Home // International Journal On Advances in Systems and Measurements, volume 13, numbers 1 and 2, 2020 // View article


Multi-Agents Spatial Visibility Trajectory Planning and Patrolling Using Inverse Reinforcement Learning

Authors:
Oren Gal
Yerach Doytsher

Keywords: Visibility; 3D; Spatial analysis; Motion Planning.

Abstract:
In this paper, we present a conceptual Spatial Trajectory Planning (STP) method using Rapid Random Trees (RRT) planner, generating visibility motion primitives in urban environments using Inverse Reinforcement Learning (IRL) approach. Visibility motion primitives are set by using Spatial Visibility Clustering (SVC) analysis. Based on the STP planning method, we introduce IRL formulation and analysis which learns the value function of the planner from demonstrated trajectories and generating spatial visibility trajectory planning. Additionally, we study the visible trajectories planning for patrolling application using heterogeneous multi agents in 3D urban environments. Our concept is based on spatial clustering method using visibility analysis of the 3D visibility problem from a viewpoints in 3D urban environments, defined as locations. We consider two kinds of agents, with different kinematic and perception capabilities.
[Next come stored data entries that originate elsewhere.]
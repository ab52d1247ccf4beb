//! Offline render and live playback sessions

use std::path::{Path, PathBuf};
use std::thread;
use std::time::{Duration, Instant};

use anyhow::{Context, Result};
use crossbeam_channel::RecvTimeoutError;
use mixdown_core::EngineConfig;
use mixdown_engine::{default_candidates, Mixer, MixerEvent, WavFileDevice};
use serde::Serialize;
use tracing::{debug, info};

use crate::args::{PlayArgs, RenderArgs};
use crate::demo;

const STATUS_INTERVAL: Duration = Duration::from_millis(500);

/// Summary printed after an offline render
#[derive(Debug, Serialize)]
pub struct RenderReport {
    pub output: PathBuf,
    pub frames: u64,
    pub seconds: f64,
    pub sample_rate: u32,
    pub processing_rate: u32,
    pub channels: usize,
    pub quality: String,
    pub workers: usize,
    pub peak_left: f32,
    pub peak_right: f32,
    pub elapsed_ms: u64,
}

pub fn render(config: &EngineConfig, args: &RenderArgs) -> Result<RenderReport> {
    let mixer = Mixer::new(config).context("creating mixer")?;
    let request = mixer.device_request();
    let total_frames = (args.seconds.max(0.0) * request.sample_rate as f64).round() as u64;

    let _arrangement = demo::populate(&mixer, args.seconds, args.sample.as_deref())?;

    let device = WavFileDevice::new(&args.output, &request, total_frames);
    let completion = device.completion();
    let started = Instant::now();
    mixer
        .set_audio_device(Box::new(device), mixer.quality_settings(), false)
        .context("starting WAV writer")?;

    let frames = completion.recv().context("WAV writer exited without reporting")??;
    mixer.stop_processing();
    let elapsed_ms = started.elapsed().as_millis() as u64;

    let (peak_left, peak_right) = file_peaks(&args.output)?;
    let quality = mixer.quality_settings();
    Ok(RenderReport {
        output: args.output.clone(),
        frames,
        seconds: frames as f64 / request.sample_rate as f64,
        sample_rate: request.sample_rate,
        processing_rate: mixer.processing_sample_rate(),
        channels: request.channels,
        quality: quality.mode().map(|m| m.to_string()).unwrap_or_else(|| "custom".into()),
        workers: mixer.worker_count(),
        peak_left,
        peak_right,
        elapsed_ms,
    })
}

/// Largest absolute sample on the first two channels of a 16-bit WAV file
fn file_peaks(path: &Path) -> Result<(f32, f32)> {
    let mut reader = hound::WavReader::open(path).with_context(|| format!("reading back {}", path.display()))?;
    let channels = reader.spec().channels.max(1) as usize;
    let mut peaks = [0.0f32; 2];
    for (i, sample) in reader.samples::<i16>().enumerate() {
        let value = (sample? as f32 / i16::MAX as f32).abs();
        let ch = i % channels;
        if ch < 2 {
            peaks[ch] = peaks[ch].max(value);
        }
    }
    if channels == 1 {
        peaks[1] = peaks[0];
    }
    Ok((peaks[0], peaks[1]))
}

pub fn play(mut config: EngineConfig, args: &PlayArgs) -> Result<()> {
    if let Some(backend) = &args.backend {
        config.audio_backend = Some(backend.clone());
    }
    if args.no_fifo {
        config.fifo = false;
    }

    let mixer = Mixer::new(&config).context("creating mixer")?;
    let events = mixer.subscribe();
    mixer.init_devices(&default_candidates(), &[]).context("opening audio devices")?;
    let device = mixer.audio_device_name().unwrap_or_default();
    let midi = mixer.midi_client_name().unwrap_or_default();
    info!(%device, %midi, "Playback started");

    let _arrangement = demo::populate(&mixer, args.seconds, args.sample.as_deref())?;

    let deadline = Instant::now() + Duration::from_secs_f64(args.seconds.max(0.0));
    let mut next_status = Instant::now() + STATUS_INTERVAL;
    let mut periods = 0u64;
    while Instant::now() < deadline {
        match events.recv_timeout(STATUS_INTERVAL.min(deadline.saturating_duration_since(Instant::now()))) {
            Ok(MixerEvent::NextAudioBuffer { .. }) => periods += 1,
            Ok(event) => debug!(?event, "Mixer event"),
            Err(RecvTimeoutError::Timeout) => {}
            Err(RecvTimeoutError::Disconnected) => break,
        }
        if Instant::now() >= next_status {
            let (left, right) = mixer.peak_values();
            info!(
                load = mixer.cpu_load(),
                peak_left = left,
                peak_right = right,
                underruns = mixer.fifo_underruns(),
                periods,
                "Status"
            );
            next_status += STATUS_INTERVAL;
        }
        if !mixer.has_play_handles() {
            break;
        }
    }

    mixer.stop_processing();
    if mixer.is_clipping() {
        info!("Output clipped during playback");
    }
    // Let the device drain before the mixer is dropped
    thread::sleep(Duration::from_millis(50));
    Ok(())
}
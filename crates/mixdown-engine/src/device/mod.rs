//! Audio device backends

mod cpal_device;
mod null;
mod wav_file;

pub use cpal_device::{default_candidates, CpalDevice, PeriodAdapter};
pub use null::NullDevice;
pub use wav_file::WavFileDevice;

use std::sync::Arc;

use mixdown_core::{QualitySettings, SurroundBuffer};
use thiserror::Error;

use crate::mixer::MixerCore;

#[derive(Debug, Error)]
pub enum DeviceError {
    #[error("No audio devices found")]
    NoDevices,
    #[error("Audio host unavailable: {0}")]
    HostUnavailable(String),
    #[error("Failed to get device config: {0}")]
    ConfigError(String),
    #[error("Failed to build stream: {0}")]
    StreamError(String),
    #[error("Device already started")]
    AlreadyStarted,
    #[error("IO error: {0}")]
    Io(#[from] std::io::Error),
    #[error("WAV error: {0}")]
    Wav(#[from] hound::Error),
}

/// What the mixer asks of a device when opening it
#[derive(Debug, Clone, Copy)]
pub struct DeviceRequest {
    pub sample_rate: u32,
    pub channels: usize,
    pub frames_per_period: usize,
    pub quality: QualitySettings,
}

/// Pull side of the mixer handed to a running device
#[derive(Clone)]
pub struct PeriodSource {
    core: Arc<MixerCore>,
}

impl PeriodSource {
    pub(crate) fn new(core: Arc<MixerCore>) -> Self {
        Self { core }
    }

    /// Next period of `frames_per_period` frames, blocking while the FIFO is empty
    pub fn next_buffer(&self) -> SurroundBuffer {
        self.core.next_buffer()
    }

    /// Interleaved stereo frames captured at the input rate
    pub fn push_input_frames(&self, frames: &[f32]) {
        self.core.input.push(frames);
    }

    pub fn frames_per_period(&self) -> usize {
        self.core.params().frames_per_period
    }

    pub fn channels(&self) -> usize {
        self.core.params().channels
    }

    /// Rate of buffers returned by `next_buffer`
    pub fn sample_rate(&self) -> u32 {
        self.core.params().base_rate
    }

    pub fn quality(&self) -> QualitySettings {
        self.core.params().quality
    }

    /// Configure conversion of pushed input to the processing rate
    pub fn set_input_sample_rate(&self, rate: u32) -> Result<(), crate::resampler::ConverterError> {
        let params = self.core.params();
        self.core.input.configure(
            rate,
            params.processing_rate(),
            params.quality.interpolation,
            params.frames_per_period,
        )
    }
}

/// Output backend driven by the mixer.
///
/// `start` begins pulling periods from the source on the device's own thread
/// and returns immediately. `stop` must not return until no further
/// `next_buffer` calls can happen.
pub trait AudioDevice: Send {
    fn name(&self) -> &str;

    /// Output rate in Hz
    fn sample_rate(&self) -> u32;

    fn channels(&self) -> usize;

    fn supports_capture(&self) -> bool {
        false
    }

    /// Paced by a hardware clock (offline renderers return false)
    fn is_realtime(&self) -> bool {
        true
    }

    fn start(&mut self, source: PeriodSource) -> Result<(), DeviceError>;

    fn stop(&mut self);
}

type OpenFn = dyn Fn(&DeviceRequest) -> Result<Box<dyn AudioDevice>, DeviceError> + Send + Sync;

/// Named factory tried by `Mixer::init_devices`
pub struct DeviceCandidate {
    name: String,
    open: Box<OpenFn>,
}

impl DeviceCandidate {
    pub fn new<F>(name: impl Into<String>, open: F) -> Self
    where
        F: Fn(&DeviceRequest) -> Result<Box<dyn AudioDevice>, DeviceError> + Send + Sync + 'static,
    {
        Self { name: name.into(), open: Box::new(open) }
    }

    pub fn name(&self) -> &str {
        &self.name
    }

    pub fn open(&self, request: &DeviceRequest) -> Result<Box<dyn AudioDevice>, DeviceError> {
        (self.open)(request)
    }
}

impl std::fmt::Debug for DeviceCandidate {
    fn fmt(&self, f: &mut std::fmt::Formatter<'_>) -> std::fmt::Result {
        f.debug_struct("DeviceCandidate").field("name", &self.name).finish()
    }
}
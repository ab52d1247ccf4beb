//! Bounded period FIFO between the render thread and the device

use std::sync::atomic::{AtomicBool, AtomicU64, Ordering};
use std::sync::Arc;
use std::thread::{self, JoinHandle};
use std::time::Duration;

use crossbeam_channel::{bounded, Receiver, RecvTimeoutError, SendTimeoutError, Sender, TrySendError};
use tracing::{debug, warn};

const POLL_INTERVAL: Duration = Duration::from_millis(5);

/// Blocking bounded queue of rendered periods.
///
/// Writers block while full, readers block while empty. Every read that finds
/// the queue empty counts one underrun. Once closed, readers drain what is
/// left and then get `None`.
pub struct FifoBuffer<T> {
    tx: Sender<T>,
    rx: Receiver<T>,
    underruns: AtomicU64,
    closed: AtomicBool,
}

impl<T> FifoBuffer<T> {
    pub fn new(capacity: usize) -> Self {
        let (tx, rx) = bounded(capacity.max(1));
        Self {
            tx,
            rx,
            underruns: AtomicU64::new(0),
            closed: AtomicBool::new(false),
        }
    }

    pub fn capacity(&self) -> usize {
        self.tx.capacity().unwrap_or(0)
    }

    pub fn len(&self) -> usize {
        self.rx.len()
    }

    pub fn is_empty(&self) -> bool {
        self.rx.is_empty()
    }

    pub fn underruns(&self) -> u64 {
        self.underruns.load(Ordering::Relaxed)
    }

    pub fn is_closed(&self) -> bool {
        self.closed.load(Ordering::Acquire)
    }

    pub fn close(&self) {
        self.closed.store(true, Ordering::Release);
    }

    /// Blocks until there is room
    pub fn write(&self, item: T) {
        // Both ends live in self, so the channel never disconnects
        let _ = self.tx.send(item);
    }

    pub fn try_write(&self, item: T) -> Result<(), T> {
        self.tx.try_send(item).map_err(|e| match e {
            TrySendError::Full(item) | TrySendError::Disconnected(item) => item,
        })
    }

    /// Returns the item back if there was no room within `timeout`
    pub fn write_timeout(&self, item: T, timeout: Duration) -> Result<(), T> {
        self.tx.send_timeout(item, timeout).map_err(|e| match e {
            SendTimeoutError::Timeout(item) | SendTimeoutError::Disconnected(item) => item,
        })
    }

    /// Blocks until an item arrives. `None` once closed and drained.
    pub fn read(&self) -> Option<T> {
        if let Ok(item) = self.rx.try_recv() {
            return Some(item);
        }
        self.underruns.fetch_add(1, Ordering::Relaxed);
        loop {
            match self.rx.recv_timeout(POLL_INTERVAL) {
                Ok(item) => return Some(item),
                Err(RecvTimeoutError::Timeout) if !self.is_closed() => continue,
                Err(_) => return self.rx.try_recv().ok(),
            }
        }
    }

    pub fn try_read(&self) -> Option<T> {
        self.rx.try_recv().ok()
    }
}

/// Thread that renders periods ahead of the device and pushes them into a FIFO
pub struct FifoWriter<T> {
    writing: Arc<AtomicBool>,
    fifo: Arc<FifoBuffer<T>>,
    handle: Option<JoinHandle<()>>,
}

impl<T: Send + 'static> FifoWriter<T> {
    /// `render` produces one period per call
    pub fn spawn<F>(fifo: Arc<FifoBuffer<T>>, mut render: F) -> std::io::Result<Self>
    where
        F: FnMut() -> T + Send + 'static,
    {
        let writing = Arc::new(AtomicBool::new(true));
        let flag = writing.clone();
        let queue = fifo.clone();

        let handle = thread::Builder::new()
            .name("mixdown-fifo-writer".into())
            .spawn(move || {
                debug!("FIFO writer started");
                'periods: while flag.load(Ordering::Acquire) {
                    let mut period = render();
                    loop {
                        match queue.write_timeout(period, POLL_INTERVAL) {
                            Ok(()) => break,
                            Err(_) if !flag.load(Ordering::Acquire) => break 'periods,
                            Err(rejected) => period = rejected,
                        }
                    }
                }
                debug!("FIFO writer stopped");
            })?;

        Ok(Self { writing, fifo, handle: Some(handle) })
    }
}

impl<T> FifoWriter<T> {
    pub fn is_writing(&self) -> bool {
        self.writing.load(Ordering::Acquire)
    }

    /// Stop producing, wake blocked readers, and join the thread
    pub fn finish(&mut self) {
        self.writing.store(false, Ordering::Release);
        self.fifo.close();
        if let Some(handle) = self.handle.take() {
            if handle.join().is_err() {
                warn!("FIFO writer thread panicked");
            }
        }
    }
}

impl<T> Drop for FifoWriter<T> {
    fn drop(&mut self) {
        self.finish();
    }
}

#[cfg(test)]
mod tests {
    use super::*;
    use std::time::Instant;

    #[test]
    fn test_preserves_order() {
        let fifo = FifoBuffer::new(4);
        for i in 0..4 {
            fifo.write(i);
        }
        assert_eq!(fifo.len(), 4);
        let out: Vec<_> = (0..4).filter_map(|_| fifo.read()).collect();
        assert_eq!(out, vec![0, 1, 2, 3]);
        assert_eq!(fifo.underruns(), 0);
    }

    #[test]
    fn test_backpressure() {
        let fifo = FifoBuffer::new(2);
        assert!(fifo.try_write(1).is_ok());
        assert!(fifo.try_write(2).is_ok());
        assert_eq!(fifo.try_write(3), Err(3));
        assert_eq!(fifo.write_timeout(3, Duration::from_millis(10)), Err(3));
        assert_eq!(fifo.try_read(), Some(1));
        assert!(fifo.try_write(3).is_ok());
    }

    #[test]
    fn test_underrun_counted_and_closed_read_returns_none() {
        let fifo = Arc::new(FifoBuffer::<u32>::new(2));
        let reader = {
            let fifo = fifo.clone();
            thread::spawn(move || fifo.read())
        };
        thread::sleep(Duration::from_millis(20));
        fifo.close();
        assert_eq!(reader.join().unwrap(), None);
        assert_eq!(fifo.underruns(), 1);
    }

    #[test]
    fn test_closed_fifo_drains_remaining() {
        let fifo = FifoBuffer::new(2);
        fifo.write(7);
        fifo.close();
        assert_eq!(fifo.read(), Some(7));
        assert_eq!(fifo.read(), None);
    }

    #[test]
    fn test_writer_fills_and_finishes() {
        let fifo = Arc::new(FifoBuffer::new(3));
        let mut counter = 0.0f32;
        let mut writer = FifoWriter::spawn(fifo.clone(), move || {
            counter += 1.0;
            vec![counter; 4]
        })
        .unwrap();

        let deadline = Instant::now() + Duration::from_secs(2);
        while fifo.len() < 3 && Instant::now() < deadline {
            thread::sleep(Duration::from_millis(1));
        }
        assert_eq!(fifo.len(), 3);

        let first = fifo.read().unwrap();
        let second = fifo.read().unwrap();
        assert_eq!(first[0], 1.0);
        assert_eq!(second[0], 2.0);

        // Writer is blocked on a full queue; finish must still return
        writer.finish();
        assert!(!writer.is_writing());
        assert!(fifo.is_closed());
    }

    fn wait_for_len<T>(fifo: &FifoBuffer<T>, len: usize) -> usize {
        let deadline = Instant::now() + Duration::from_secs(2);
        while fifo.len() < len && Instant::now() < deadline {
            thread::sleep(Duration::from_millis(1));
        }
        fifo.len()
    }

    #[test]
    fn test_writer_resumes_after_consumer_frees_space() {
        let fifo = Arc::new(FifoBuffer::new(2));
        let mut next = 0u32;
        let mut writer = FifoWriter::spawn(fifo.clone(), move || {
            next += 1;
            next
        })
        .unwrap();

        assert_eq!(wait_for_len(&fifo, 2), 2);
        thread::sleep(Duration::from_millis(20));
        assert_eq!(fifo.len(), 2);

        assert_eq!(fifo.read(), Some(1));
        assert_eq!(wait_for_len(&fifo, 2), 2);
        assert_eq!(fifo.read(), Some(2));
        assert_eq!(fifo.read(), Some(3));
        assert_eq!(wait_for_len(&fifo, 2), 2);
        assert_eq!(fifo.underruns(), 0);

        writer.finish();
    }

    #[test]
    fn test_slow_producer_blocks_reader_and_counts_underruns() {
        let fifo = Arc::new(FifoBuffer::new(4));
        let mut next = 0u32;
        let mut writer = FifoWriter::spawn(fifo.clone(), move || {
            thread::sleep(Duration::from_millis(30));
            next += 1;
            next
        })
        .unwrap();

        let started = Instant::now();
        let values: Vec<_> = (0..3).filter_map(|_| fifo.read()).collect();
        assert_eq!(values, vec![1, 2, 3]);
        assert!(started.elapsed() >= Duration::from_millis(60));
        assert!(fifo.underruns() >= 1);

        writer.finish();
    }
}
//! Double-buffered capture input

use std::sync::Mutex;

use mixdown_core::{Interpolation, STEREO_CHANNELS};
use tracing::warn;

use crate::resampler::{ConverterError, SampleRateConverter};

struct InputState {
    slots: [Vec<f32>; 2],
    read: usize,
    converter: Option<SampleRateConverter>,
}

/// Captured stereo frames. The capture side appends to the write slot, the
/// render side sees the read slot; slots swap once per period.
pub(crate) struct InputFrames {
    state: Mutex<InputState>,
}

impl InputFrames {
    pub fn new() -> Self {
        Self {
            state: Mutex::new(InputState {
                slots: [Vec::new(), Vec::new()],
                read: 0,
                converter: None,
            }),
        }
    }

    fn lock(&self) -> std::sync::MutexGuard<'_, InputState> {
        match self.state.lock() {
            Ok(s) => s,
            Err(poisoned) => poisoned.into_inner(),
        }
    }

    /// Convert pushed frames from `input_rate` to `processing_rate`
    pub fn configure(
        &self,
        input_rate: u32,
        processing_rate: u32,
        interpolation: Interpolation,
        chunk_frames: usize,
    ) -> Result<(), ConverterError> {
        let converter = if input_rate == processing_rate {
            None
        } else {
            Some(SampleRateConverter::new(
                input_rate,
                processing_rate,
                STEREO_CHANNELS,
                interpolation,
                chunk_frames,
            )?)
        };
        let mut state = self.lock();
        state.converter = converter;
        for slot in &mut state.slots {
            slot.clear();
        }
        Ok(())
    }

    pub fn input_rate(&self) -> Option<u32> {
        self.lock().converter.as_ref().map(SampleRateConverter::from_rate)
    }

    /// Append interleaved stereo frames to the write slot
    pub fn push(&self, frames: &[f32]) {
        let mut state = self.lock();
        let write = 1 - state.read;
        let InputState { slots, converter, .. } = &mut *state;
        match converter {
            Some(conv) => match conv.process(frames) {
                Ok(ready) => {
                    let start = slots[write].len();
                    slots[write].resize(start + ready * STEREO_CHANNELS, 0.0);
                    conv.read_frames(&mut slots[write][start..]);
                }
                Err(e) => warn!(error = %e, "Dropping captured frames"),
            },
            None => slots[write].extend_from_slice(frames),
        }
    }

    /// Make the write slot readable and start a fresh write slot
    pub fn swap(&self) {
        let mut state = self.lock();
        state.read = 1 - state.read;
        let write = 1 - state.read;
        state.slots[write].clear();
    }

    pub fn read(&self) -> Vec<f32> {
        let state = self.lock();
        state.slots[state.read].clone()
    }

    pub fn read_frames(&self) -> usize {
        let state = self.lock();
        state.slots[state.read].len() / STEREO_CHANNELS
    }
}

#[cfg(test)]
mod tests {
    use super::*;

    #[test]
    fn test_slots_swap_per_period() {
        let input = InputFrames::new();
        input.push(&[0.1, 0.2, 0.3, 0.4]);
        assert_eq!(input.read_frames(), 0);

        input.swap();
        assert_eq!(input.read(), vec![0.1, 0.2, 0.3, 0.4]);
        input.push(&[0.5, 0.6]);
        assert_eq!(input.read_frames(), 2);

        input.swap();
        assert_eq!(input.read(), vec![0.5, 0.6]);
        input.swap();
        assert_eq!(input.read_frames(), 0);
    }

    #[test]
    fn test_resampled_input() {
        let input = InputFrames::new();
        input.configure(22050, 44100, Interpolation::Linear, 64).unwrap();
        assert_eq!(input.input_rate(), Some(22050));
        input.push(&vec![0.5; 64 * 4 * 2]);
        input.swap();
        let frames = input.read_frames();
        assert!((frames as i64 - 512).abs() <= 8, "got {frames}");
    }
}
Using simplified version of Traveling Salesman Problem (TSP), we formulate the problem as patrolling strategy one, with upper bound optimal performances. We present a combination of relative deadline UniPartition approaches based on visibility clusters. These key features allow new planning optimal patrolling strategy for heterogeneous agents in urban environment. We demonstrate our patrolling strategy method in simulations using Autonomous Navigation and Virtual Environment Laboratory (ANVEL) test bed environment.

Pages: 107 to 118

Copyright: Copyright (c) to authors, 2020. Used with permission.

Publication date: June 30, 2020

Published in: journal

ISSN: 1942-261x